こうしたことを考えれば、ラタラジューが初めてのネパール語会話セッションでこれだけのネパール語会話をおこなったことは、むしろ評価されるべきだと思います。


2 対話相手の用いていないネパール語


ラタラジューの発話において重要なことは、ラタラジューがカルパナさんの発話の中で用いられていないネパール語を用いているかどうかの点です。
カルパナさんが質問で用いた単語をオウム返しで繰り返しているだけならば、質問内容が理解できていなくても対話が成立しているように錯誤されてしまうからです。
ラタラジューが本当にネパール人の前世人格なら、カルパナさんが用いていない単語で、ラタラジューが自ら発語しているものがなければ、彼がネパール語を運用した信憑性は低いものとなるでしょう。
正確な意味で、会話技能を用いている応答型異言とは言えないということになります。

そこで、名前を除き、ラタラジューが初めて発語している単語を全セッションから拾ってみると、次の29の単語があることが分かりました。

mero(わたしの)・ ke(何)・tis(30)・bujina(分かりません)・ ho(はい)・ma(私) ・Shiba(シバ神)・dhama(宗教)・Nepali(ネパール人)・Gorkha(グルカ兵)・pachis(25)・hoina(いいえ)・pet(お腹)・dukahuncha(痛い)・rog (病気)・guhar(助けて)・ath(8)・satori(70)・Tamang(タマン族)・kana(食べ物)・dal(豆のスープ)・ bha(ご飯)・ kodo(キビ・アワなど雑穀)・sathi(友)・cha (ある、いる)・Nallu gaun(ナル村)・kancha(息子)・Shah(シャハ王朝)・ Himal(山、ヒマラヤ)

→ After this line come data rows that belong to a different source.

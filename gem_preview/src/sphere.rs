//! Unit sphere sampling for the preview image
//!
//! The sphere fills the image and is viewed orthographically down -Z, so every
//! covered pixel shares the same view direction and the rim lands on the
//! silhouette.

use gem_shader::foundation::math::constants::{PI, TAU};
use gem_shader::prelude::*;
use gem_shader::shading::linear_to_srgb;

/// Ambient light applied to the base color so the unlit body stays visible
pub const AMBIENT: f32 = 0.08;

/// Shading inputs for the pixels a sphere covers
pub struct SphereSamples {
    /// Image width and height in pixels
    pub size: u32,
    /// Row-major pixel index of each input
    pub pixels: Vec<usize>,
    /// One shading point per covered pixel
    pub inputs: Vec<SurfaceInputs>,
}

/// Build one shading point per pixel covered by the sphere
pub fn sample_sphere(size: u32, time: f32) -> SphereSamples {
    let mut pixels = Vec::new();
    let mut inputs = Vec::new();
    let extent = size as f32;

    for py in 0..size {
        for px in 0..size {
            let x = (px as f32 + 0.5) / extent * 2.0 - 1.0;
            let y = 1.0 - (py as f32 + 0.5) / extent * 2.0;
            let r2 = x * x + y * y;
            if r2 > 1.0 {
                continue;
            }

            let normal = Vec3::new(x, y, (1.0 - r2).sqrt());
            let uv = Vec2::new(0.5 + normal.x.atan2(normal.z) / TAU, 0.5 - normal.y.asin() / PI);

            pixels.push((py * size + px) as usize);
            inputs.push(SurfaceInputs {
                position_world: normal,
                normal_world: normal,
                view_direction_world: Vec3::z(),
                uv,
                time,
            });
        }
    }

    SphereSamples { size, pixels, inputs }
}

/// Resolve a surface to an 8-bit sRGB pixel
pub fn shade_pixel(surface: &SurfaceDescription) -> [u8; 4] {
    let linear = surface.base_color_linear * (AMBIENT * surface.occlusion) + surface.emission;
    let clamped = linear.map(|c| c.clamp(0.0, 1.0));
    let srgb = linear_to_srgb(&clamped);
    let to_byte = |c: f32| (c * 255.0).round() as u8;
    [to_byte(srgb.x), to_byte(srgb.y), to_byte(srgb.z), 255]
}

/// Lay shaded surfaces out into an RGBA8 buffer, transparent where uncovered
pub fn compose_rgba(samples: &SphereSamples, surfaces: &[SurfaceDescription]) -> Vec<u8> {
    let mut rgba = vec![0u8; (samples.size * samples.size * 4) as usize];
    for (&pixel, surface) in samples.pixels.iter().zip(surfaces) {
        rgba[pixel * 4..pixel * 4 + 4].copy_from_slice(&shade_pixel(surface));
    }
    rgba
}

#[cfg(test)]
mod tests {
    use super::*;
    use approx::assert_abs_diff_eq;

    #[test]
    fn test_center_pixel_faces_viewer() {
        let samples = sample_sphere(65, 0.0);
        let center = (32 * 65 + 32) as usize;
        let index = samples.pixels.iter().position(|&p| p == center).unwrap();
        let normal = samples.inputs[index].normal_world;
        assert_abs_diff_eq!(normal, Vec3::z(), epsilon = 1e-6);
        assert_abs_diff_eq!(samples.inputs[index].uv, Vec2::new(0.5, 0.5), epsilon = 1e-6);
    }

    #[test]
    fn test_corners_are_uncovered() {
        let size = 32;
        let samples = sample_sphere(size, 0.0);
        for corner in [0, size - 1, size * (size - 1), size * size - 1] {
            assert!(!samples.pixels.contains(&(corner as usize)));
        }
    }

    #[test]
    fn test_coverage_approximates_disk_area() {
        let size = 128;
        let samples = sample_sphere(size, 0.0);
        let expected = PI / 4.0 * (size * size) as f32;
        let covered = samples.inputs.len() as f32;
        assert!((covered - expected).abs() / expected < 0.02);
        assert_eq!(samples.inputs.len(), samples.pixels.len());
    }

    #[test]
    fn test_normals_are_unit_length() {
        let samples = sample_sphere(24, 1.0);
        for input in &samples.inputs {
            assert_abs_diff_eq!(input.normal_world.norm(), 1.0, epsilon = 1e-5);
            assert_eq!(input.time, 1.0);
        }
    }

    #[test]
    fn test_shade_pixel_clamps_hdr_emission() {
        let surface = SurfaceDescription {
            base_color_linear: Vec3::new(0.5, 0.0, 0.0),
            emission: Vec3::new(4.0, -1.0, 0.0),
            ..Default::default()
        };
        assert_eq!(shade_pixel(&surface), [255, 0, 0, 255]);
    }

    #[test]
    fn test_compose_rgba_leaves_background_transparent() {
        let samples = sample_sphere(16, 0.0);
        let surfaces = vec![SurfaceDescription::default(); samples.inputs.len()];
        let rgba = compose_rgba(&samples, &surfaces);
        assert_eq!(rgba.len(), 16 * 16 * 4);
        assert_eq!(rgba[3], 0);
        let first = samples.pixels[0];
        assert_eq!(rgba[first * 4 + 3], 255);
    }
}
//! Math utilities and types
//!
//! Provides the vector types and scalar helpers the shading kernel is written in.

pub use nalgebra::{Vector2, Vector3};

/// 2D vector type
pub type Vec2 = Vector2<f32>;

/// 3D vector type
pub type Vec3 = Vector3<f32>;

/// Math constants
pub mod constants {
    /// Pi constant
    pub const PI: f32 = std::f32::consts::PI;

    /// 2 * Pi
    pub const TAU: f32 = std::f32::consts::TAU;

    /// Pi / 2
    pub const HALF_PI: f32 = std::f32::consts::FRAC_PI_2;
}

/// Math utility functions
pub mod utils {
    use super::Vec3;

    /// Clamp a value between min and max
    #[inline]
    pub fn clamp(value: f32, min: f32, max: f32) -> f32 {
        if value < min { min } else if value > max { max } else { value }
    }

    /// Clamp a value to [0, 1]
    #[inline]
    pub fn saturate(value: f32) -> f32 {
        clamp(value, 0.0, 1.0)
    }

    /// Linear interpolation
    #[inline]
    pub fn lerp(a: f32, b: f32, t: f32) -> f32 {
        a + (b - a) * t
    }

    /// Cubic Hermite ease `t²(3 - 2t)`.
    ///
    /// Unlike the GLSL builtin there are no edges and no clamping: the caller
    /// passes a value already in [0, 1].
    #[inline]
    pub fn smoothstep(t: f32) -> f32 {
        t * t * (3.0 - 2.0 * t)
    }

    /// Apply a scalar function to each component of a vector
    #[inline]
    pub fn map_components(v: &Vec3, f: impl Fn(f32) -> f32) -> Vec3 {
        Vec3::new(f(v.x), f(v.y), f(v.z))
    }
}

この事実は、ラタラジューが、ネパール語を知っており、その会話技能をある程度身に付けていることの証拠であると思われます。
また、彼の父がタマン族らしいことを考えると、彼の母語はタマン語であって、ネパール語ではない可能性があり、そうしたことを重ねて考えますと、ネパール語の少なからぬ単語を用いて応答的に発話できた事実は、ますます大きな意味を持つものと思われます。
ちなみに、ラタラジューの発音は、明らかに日本語を母語とする里沙さんの舌の用い方ではないように聴き取れます。

会話分析に当たったカナル・キソル・チャンドラ博士によれば、数字の発音などにタマン語の訛りが混入しているネイティブなネパール語であるという鑑定でした。
また、ラタラジュー程度にネパール語会話ができるようになるためには、ネパールに2年から3年程度の滞在が必要であろうとの判断でした。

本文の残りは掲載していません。